Beneath the surface, however, lies a bureaucratic thicket of rules and regulations, raising questions about everything from potential environmental impacts to permit histories, engineering plans, agency jurisdictions and more. 

The staff report recommended approving the project — both at the Planning Commission meeting and again for today’s meeting. But after the public comment period, Ford reversed course. He said that his conversation with the project’s engineer this morning provided new information that hadn’t previously been considered.

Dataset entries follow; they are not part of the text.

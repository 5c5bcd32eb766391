// Copyright 2026 the Glint Authors
// SPDX-License-Identifier: Apache-2.0 OR MIT

//! Leading-edge rate limiting for high-frequency signals.
//!
//! A [`RateLimiter`] admits a call when at least `min_interval` has passed
//! since the last *admitted* call. Rejected calls are dropped: there is no
//! queueing and no trailing-edge execution. The first call ever made is
//! always admitted.
//!
//! [`Throttled`] pairs a limiter with an action, which is the closure form
//! used by callers that want a wrapped callable rather than a predicate.

use crate::time::{Duration, HostTime};

/// Leading-edge throttle state.
#[derive(Clone, Copy, Debug, PartialEq, Eq)]
pub struct RateLimiter {
    min_interval: Duration,
    last: Option<HostTime>,
}

impl RateLimiter {
    /// Creates a limiter that has never admitted a call.
    #[must_use]
    pub const fn new(min_interval: Duration) -> Self {
        Self {
            min_interval,
            last: None,
        }
    }

    /// Minimum spacing between admitted calls.
    #[must_use]
    pub const fn min_interval(&self) -> Duration {
        self.min_interval
    }

    /// Time of the last admitted call.
    #[must_use]
    pub const fn last_admitted(&self) -> Option<HostTime> {
        self.last
    }

    /// Admits or rejects a call made at `now`, recording it when admitted.
    pub fn try_acquire(&mut self, now: HostTime) -> bool {
        let admit = match self.last {
            None => true,
            Some(last) => now.saturating_duration_since(last) >= self.min_interval,
        };
        if admit {
            self.last = Some(now);
        }
        admit
    }

    /// Wraps `action` so that it only runs on admitted calls.
    pub fn guard<F>(self, action: F) -> Throttled<F> {
        Throttled {
            limiter: self,
            action,
        }
    }
}

/// An action guarded by a [`RateLimiter`].
#[derive(Debug)]
pub struct Throttled<F> {
    limiter: RateLimiter,
    action: F,
}

impl<F> Throttled<F> {
    /// Invokes the action with `arg` if the call is admitted.
    ///
    /// Returns the action's result, or `None` when the call was dropped.
    pub fn call<A, R>(&mut self, now: HostTime, arg: A) -> Option<R>
    where
        F: FnMut(A) -> R,
    {
        if self.limiter.try_acquire(now) {
            Some((self.action)(arg))
        } else {
            None
        }
    }

    /// The underlying limiter.
    #[must_use]
    pub const fn limiter(&self) -> &RateLimiter {
        &self.limiter
    }
}

#[cfg(test)]
mod tests {
    use super::*;

    #[test]
    fn burst_inside_interval_runs_once() {
        let mut runs = 0_u32;
        let mut guarded = RateLimiter::new(Duration::from_millis(50)).guard(|()| runs += 1);
        // 100 calls spread over 40ms.
        for i in 0..100_u64 {
            let _ = guarded.call(HostTime::from_millis(1_000) + Duration(i * 400), ());
        }
        drop(guarded);
        assert_eq!(runs, 1);
    }

    #[test]
    fn call_after_interval_runs_again() {
        let mut runs = 0_u32;
        let mut guarded = RateLimiter::new(Duration::from_millis(50)).guard(|()| runs += 1);
        assert_eq!(guarded.call(HostTime::from_millis(0), ()), Some(()));
        assert_eq!(guarded.call(HostTime::from_millis(60), ()), Some(()));
        drop(guarded);
        assert_eq!(runs, 2);
    }

    #[test]
    fn spacing_is_measured_from_last_admitted_call() {
        let mut limiter = RateLimiter::new(Duration::from_millis(100));
        assert!(limiter.try_acquire(HostTime::from_millis(0)));
        assert!(!limiter.try_acquire(HostTime::from_millis(60)));
        // 120ms after the admitted call, even though only 60ms after the
        // dropped one.
        assert!(limiter.try_acquire(HostTime::from_millis(120)));
        assert_eq!(limiter.last_admitted(), Some(HostTime::from_millis(120)));
    }

    #[test]
    fn passes_arguments_through() {
        let mut guarded = RateLimiter::new(Duration::from_millis(30)).guard(|x: i32| x * 2);
        assert_eq!(guarded.call(HostTime(0), 21), Some(42));
        assert_eq!(guarded.call(HostTime(1), 21), None);
    }
}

“There could be up to 18 new holes dug that could be up to three feet in diameter within a wetland environment,” he said. “This has not been the context within which this [project] has been assessed.” That being the case, he said, “It would be my recommendation to not approve [the Planning Commission ruling] appeal or the special permit without having that additional information at least.”

Supervisor Mike Wilson’s motion to continue the matter to the board’s Aug. 18 meeting passed 3-2, giving county staff time to explore a host of unanswered (or insufficiently answered) questions, including:

  • the potential environmental impacts of digging foundation holes;

  • potential tribal concerns with those concrete footings;

  • any jurisdictional concerns from the State Lands Agency;

  • possible issues pertaining to public trust resources; and

  • the status of the original CalTrans Outdoor Advertising permit for the billboard.